A more basic CDN might just serve up some static content, and nothing more, but Akamai is far more flexible. Expert users can set up complex rules to define which content is served, how and from where, giving them full control over the service.
Comprehensive purge tools enable removing old content by Time To Live expiry dates, URL, cache tags, keys, wildcards and more. That allows you to update dynamic content frequently, but keep relatively static content - PDFs, say - on the edge servers for a long time, reducing the load on your origin servers.
Security features include DDoS protection to keep your servers safe from attack, while a Web Application Firewall intelligently monitors access to your content to block bots, hackers and more.
Video and image manager
A good CDN doesn't just store and serve up the same canned copy of your website. It adapts it to suit the viewer, their device and network conditions.
Akamai CDN delivers on this with a powerful media processor. It automatically reduces the size of your page by optimizing formats and compression levels, delivering an extra speed boost all on its own, with no extra requirements for you.
This goes way beyond just manually reducing the quality of JPEGs, too. An automated 'perceptual quality algorithm' automatically figures out the appropriate quality levels, so you don't have to. And the video processing is so powerful it might justify using Akamai CDN all on its own. Just upload a source video and the service automatically serves content with the optimum format, resolution and bitrate for the user's device.
There's one potentially significant video processing description in its 5-minute limit, but that's still a very major plus for the service. If it sounds like it could be important for you, browse Akamai's Developer site for in-depth information on what you get, and how it works.
Performance
As we write, Akamai CDN ranks sixth out of 21 contenders at CDNPerf.com with an average worldwide query speed of 26.34 seconds. That's a capable performance, only marginally behind the speed leaders 5centsCDN (24.15ms), Google Cloud CDN (24.51ms) and Limelight CDN (24.63ms.)
CDNPerf's summary figures are all about worldwide performance, and drilling down to speeds per continent gives a slightly different picture.
Akamai scored an excellent first place in Asia with an average query speed of 27.27ms. That's important because it's significantly faster than many big names. Azure CDN has average Asia query times that were more than twice as long at 56.24ms, for instance, while Cloudflare's were a lengthy 98.1ms.
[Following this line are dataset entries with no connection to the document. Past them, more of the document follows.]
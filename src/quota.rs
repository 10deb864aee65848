//! Quota accounting.
//!
//! Used space is derived on demand by walking the storage root, so it always
//! reflects what is actually stored. The check is point-in-time with no
//! reservation: concurrent uploads can jointly exceed the ceiling.

use std::path::{Path, PathBuf};

use tracing::debug;
use walkdir::WalkDir;

/// Quota value meaning "no limit"
pub const UNLIMITED_QUOTA: i64 = -1;

/// Authorizes additional bytes against a configured ceiling.
#[derive(Debug, Clone)]
pub struct QuotaGuard {
    root: PathBuf,
    max_bytes: i64,
}

impl QuotaGuard {
    /// Create a guard for `root` with a ceiling of `max_bytes` (`-1` = unlimited)
    pub fn new(root: impl AsRef<Path>, max_bytes: i64) -> Self {
        Self {
            root: root.as_ref().to_path_buf(),
            max_bytes,
        }
    }

    /// Configured ceiling in bytes (`-1` = unlimited)
    pub fn max_bytes(&self) -> i64 {
        self.max_bytes
    }

    /// Whether the guard enforces any ceiling
    pub fn is_unlimited(&self) -> bool {
        self.max_bytes < 0
    }

    /// Sum of regular file sizes under the root. A missing root is empty.
    pub fn used_bytes(&self) -> u64 {
        if !self.root.exists() {
            return 0;
        }
        WalkDir::new(&self.root)
            .into_iter()
            .filter_map(|entry| entry.ok())
            .filter(|entry| entry.file_type().is_file())
            .filter_map(|entry| entry.metadata().ok())
            .map(|metadata| metadata.len())
            .sum()
    }

    /// Whether `byte_count` more bytes fit under the ceiling.
    pub fn can_add(&self, byte_count: u64) -> bool {
        if self.is_unlimited() {
            return true;
        }
        let used = self.used_bytes();
        let allowed = used.saturating_add(byte_count) <= self.max_bytes as u64;
        debug!(
            "Quota check for {}: used={} adding={} max={} allowed={}",
            self.root.display(),
            used,
            byte_count,
            self.max_bytes,
            allowed
        );
        allowed
    }
}

/// Collaborator giving the quota policy to the file manager.
///
/// Implement this to inject an external policy (per-user quotas, a quota
/// stored elsewhere, ...). [`DefaultQuotaResolver`] wraps a [`QuotaGuard`].
pub trait QuotaResolver: Send + Sync {
    /// Maximum allowed bytes (`-1` = unlimited)
    fn max_quota(&self) -> i64;

    /// Bytes currently in use
    fn used_space(&self) -> u64;

    /// Whether a file of `file_size` bytes may be added
    fn can_add_file(&self, file_size: u64) -> bool {
        let max = self.max_quota();
        if max < 0 {
            return true;
        }
        self.used_space().saturating_add(file_size) <= max as u64
    }
}

/// Quota resolver backed by a walk of the local upload directory.
#[derive(Debug, Clone)]
pub struct DefaultQuotaResolver {
    guard: QuotaGuard,
}

impl DefaultQuotaResolver {
    /// Create a resolver for `upload_path` with the configured `quota_max`
    pub fn new(upload_path: impl AsRef<Path>, quota_max: i64) -> Self {
        Self {
            guard: QuotaGuard::new(upload_path, quota_max),
        }
    }
}

impl QuotaResolver for DefaultQuotaResolver {
    fn max_quota(&self) -> i64 {
        self.guard.max_bytes()
    }

    fn used_space(&self) -> u64 {
        self.guard.used_bytes()
    }

    fn can_add_file(&self, file_size: u64) -> bool {
        self.guard.can_add(file_size)
    }
}

/// Format a byte count for humans, e.g. `1.5 MB`.
pub fn format_bytes(bytes: u64) -> String {
    const UNITS: [&str; 5] = ["B", "KB", "MB", "GB", "TB"];

    let mut size = bytes as f64;
    let mut unit = 0;
    while size >= 1024.0 && unit < UNITS.len() - 1 {
        size /= 1024.0;
        unit += 1;
    }

    let rounded = (size * 100.0).round() / 100.0;
    if rounded.fract() == 0.0 {
        format!("{} {}", rounded as u64, UNITS[unit])
    } else {
        format!("{} {}", rounded, UNITS[unit])
    }
}
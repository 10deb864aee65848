//! File name sanitization and collision resolution.
//!
//! Names are made web-safe (ASCII, `[A-Za-z0-9.\-_]`, at most 255 bytes) and then
//! resolved against the existing entries of the target folder by probing
//! `stem.ext`, `stem_1.ext`, `stem_2.ext`, ... until a free name is found.
//!
//! Resolution is best-effort: two concurrent callers can both observe the
//! same free name before either writes it.

use std::path::Path;

use thiserror::Error;

/// Maximum length of a stored file name, in bytes
pub const MAX_FILE_NAME_LENGTH: usize = 255;

/// Default number of counter suffixes probed before giving up
pub const DEFAULT_MAX_ATTEMPTS: u32 = 10_000;

/// Errors produced while computing a file name
#[derive(Debug, Clone, Error, PartialEq, Eq)]
pub enum NamingError {
    /// The desired name is empty after trimming
    #[error("File name cannot be empty")]
    EmptyName,

    /// Every candidate up to the probe limit is taken
    #[error("No free name for '{name}' after {attempts} attempts")]
    Exhausted { name: String, attempts: u32 },
}

/// Make `name` safe for storage.
///
/// Transliterates to ASCII, replaces anything outside `[A-Za-z0-9.\-_]` with `_`,
/// collapses runs of dots so no `..` segment survives, and truncates to
/// [`MAX_FILE_NAME_LENGTH`] bytes while keeping the extension.
/// A name made only of dots is rejected as empty.
pub fn sanitize_file_name(name: &str) -> Result<String, NamingError> {
    let trimmed = name.trim();
    if trimmed.is_empty() {
        return Err(NamingError::EmptyName);
    }

    let ascii = deunicode::deunicode(trimmed);
    let mut sanitized = String::with_capacity(ascii.len());
    for c in ascii.chars() {
        let c = if c.is_ascii_alphanumeric() || c == '.' || c == '-' || c == '_' {
            c
        } else {
            '_'
        };
        if c == '.' && sanitized.ends_with('.') {
            continue;
        }
        sanitized.push(c);
    }
    if sanitized == "." {
        return Err(NamingError::EmptyName);
    }

    if sanitized.len() > MAX_FILE_NAME_LENGTH {
        let (stem, extension) = split_name(&sanitized);
        sanitized = match extension {
            Some(ext) if ext.len() + 1 < MAX_FILE_NAME_LENGTH => {
                let keep = MAX_FILE_NAME_LENGTH - ext.len() - 1;
                let stem = stem[..keep.min(stem.len())].trim_end_matches('.');
                format!("{}.{}", stem, ext)
            }
            _ => sanitized[..MAX_FILE_NAME_LENGTH].to_string(),
        };
    }

    Ok(sanitized)
}

/// Split a file name into stem and extension.
///
/// A leading dot does not start an extension (`.env` has no extension).
pub fn split_name(name: &str) -> (&str, Option<&str>) {
    match name.rfind('.') {
        Some(0) | None => (name, None),
        Some(idx) => (&name[..idx], Some(&name[idx + 1..])),
    }
}

/// Build `<stem>_<suffix>.<ext>` from an already-sanitized name.
pub fn with_suffix(name: &str, suffix: &str) -> String {
    match split_name(name) {
        (stem, Some(ext)) => format!("{}_{}.{}", stem, suffix, ext),
        (stem, None) => format!("{}_{}", stem, suffix),
    }
}

/// Resolves collision-free names within a folder.
#[derive(Debug, Clone, Copy)]
pub struct UniqueNameResolver {
    max_attempts: u32,
}

impl Default for UniqueNameResolver {
    fn default() -> Self {
        Self {
            max_attempts: DEFAULT_MAX_ATTEMPTS,
        }
    }
}

impl UniqueNameResolver {
    /// Create a resolver that gives up after `max_attempts` counter suffixes
    pub fn with_max_attempts(max_attempts: u32) -> Self {
        Self { max_attempts }
    }

    /// Resolve `desired` using `is_taken` as the existence probe.
    pub fn resolve_with<F>(&self, desired: &str, is_taken: F) -> Result<String, NamingError>
    where
        F: Fn(&str) -> bool,
    {
        let sanitized = sanitize_file_name(desired)?;
        if !is_taken(&sanitized) {
            return Ok(sanitized);
        }

        let (stem, extension) = split_name(&sanitized);
        for counter in 1..=self.max_attempts {
            let candidate = match extension {
                Some(ext) => format!("{}_{}.{}", stem, counter, ext),
                None => format!("{}_{}", stem, counter),
            };
            if !is_taken(&candidate) {
                return Ok(candidate);
            }
        }

        Err(NamingError::Exhausted {
            name: sanitized,
            attempts: self.max_attempts,
        })
    }

    /// Resolve `desired` against the entries of a local directory.
    pub fn resolve(&self, folder: &Path, desired: &str) -> Result<String, NamingError> {
        self.resolve_with(desired, |candidate| {
            folder.join(candidate).symlink_metadata().is_ok()
        })
    }
}

#[cfg(test)]
mod tests {
    use super::*;
    use std::collections::HashSet;
    use tempfile::TempDir;

    #[test]
    fn test_sanitize_transliterates_and_replaces() {
        assert_eq!(sanitize_file_name("Café déjà vu.png").unwrap(), "Cafe_deja_vu.png");
        assert_eq!(sanitize_file_name("rapport (final)#2.pdf").unwrap(), "rapport__final__2.pdf");
        assert_eq!(sanitize_file_name("  spaced.txt  ").unwrap(), "spaced.txt");
    }

    #[test]
    fn test_sanitize_rejects_empty() {
        assert_eq!(sanitize_file_name(""), Err(NamingError::EmptyName));
        assert_eq!(sanitize_file_name("   "), Err(NamingError::EmptyName));
    }

    #[test]
    fn test_sanitize_collapses_dot_runs() {
        assert_eq!(sanitize_file_name("a..b.txt").unwrap(), "a.b.txt");
        assert_eq!(sanitize_file_name("report...pdf").unwrap(), "report.pdf");
        assert_eq!(sanitize_file_name("..hidden").unwrap(), ".hidden");
        assert_eq!(sanitize_file_name(".."), Err(NamingError::EmptyName));
        assert_eq!(sanitize_file_name("."), Err(NamingError::EmptyName));
        assert_eq!(sanitize_file_name(" ... "), Err(NamingError::EmptyName));
    }

    #[test]
    fn test_sanitize_truncation_never_joins_dots() {
        let long = format!("{}.{}.png", "a".repeat(250), "b".repeat(10));
        let sanitized = sanitize_file_name(&long).unwrap();
        assert!(!sanitized.contains(".."), "{}", sanitized);
        assert!(sanitized.ends_with(".png"));
    }

    #[test]
    fn test_sanitize_truncates_preserving_extension() {
        let long = format!("{}.jpeg", "a".repeat(400));
        let sanitized = sanitize_file_name(&long).unwrap();
        assert_eq!(sanitized.len(), MAX_FILE_NAME_LENGTH);
        assert!(sanitized.ends_with(".jpeg"));
    }

    #[test]
    fn test_resolve_probes_counter_suffix() {
        let taken: HashSet<&str> = ["a.png", "a_1.png"].into_iter().collect();
        let resolver = UniqueNameResolver::default();
        assert_eq!(
            resolver.resolve_with("a.png", |c| taken.contains(c)).unwrap(),
            "a_2.png"
        );
        assert_eq!(
            resolver.resolve_with("b.png", |c| taken.contains(c)).unwrap(),
            "b.png"
        );
    }

    #[test]
    fn test_resolve_without_extension() {
        let resolver = UniqueNameResolver::default();
        assert_eq!(
            resolver.resolve_with("README", |c| c == "README").unwrap(),
            "README_1"
        );
    }

    #[test]
    fn test_resolve_exhausted() {
        let resolver = UniqueNameResolver::with_max_attempts(3);
        assert_eq!(
            resolver.resolve_with("x.txt", |_| true),
            Err(NamingError::Exhausted {
                name: "x.txt".to_string(),
                attempts: 3
            })
        );
    }

    #[test]
    fn test_resolve_in_directory_after_materializing() {
        let temp = TempDir::new().unwrap();
        let resolver = UniqueNameResolver::default();

        let first = resolver.resolve(temp.path(), "a.png").unwrap();
        assert_eq!(first, "a.png");
        std::fs::write(temp.path().join(&first), b"x").unwrap();

        let second = resolver.resolve(temp.path(), "a.png").unwrap();
        assert_eq!(second, "a_1.png");
    }

    #[test]
    fn test_split_and_suffix() {
        assert_eq!(split_name("photo.tar.gz"), ("photo.tar", Some("gz")));
        assert_eq!(split_name(".env"), (".env", None));
        assert_eq!(with_suffix("photo.jpg", "cropped"), "photo_cropped.jpg");
        assert_eq!(with_suffix("notes", "original"), "notes_original");
    }
}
Akamai topped the list in Oceania, too, its 22.51ms average query trampling all over the competition (even the second placed ArvanCloud managed only 31.78ms.)
Performance elsewhere was fairly consistent, with Akamai's scores ranging from sixth place in South America, to 10th in Africa.
Whatever you think of these figures, keep in mind they're based on raw response times only. They don't take full account of optimizations such as Akamai's image and video manager, which could make a huge difference to website speeds all on their own.
Overall, Akamai looks like a speed leader for Asia and Oceania-focused sites, but it's also a good all-rounder which delivers solid results wherever your audience are located.
Final Verdict
Akamai's lengthy feature list means it's overkill for many users, but if you've a demanding application, its power, speed and configurability make the service a must-see.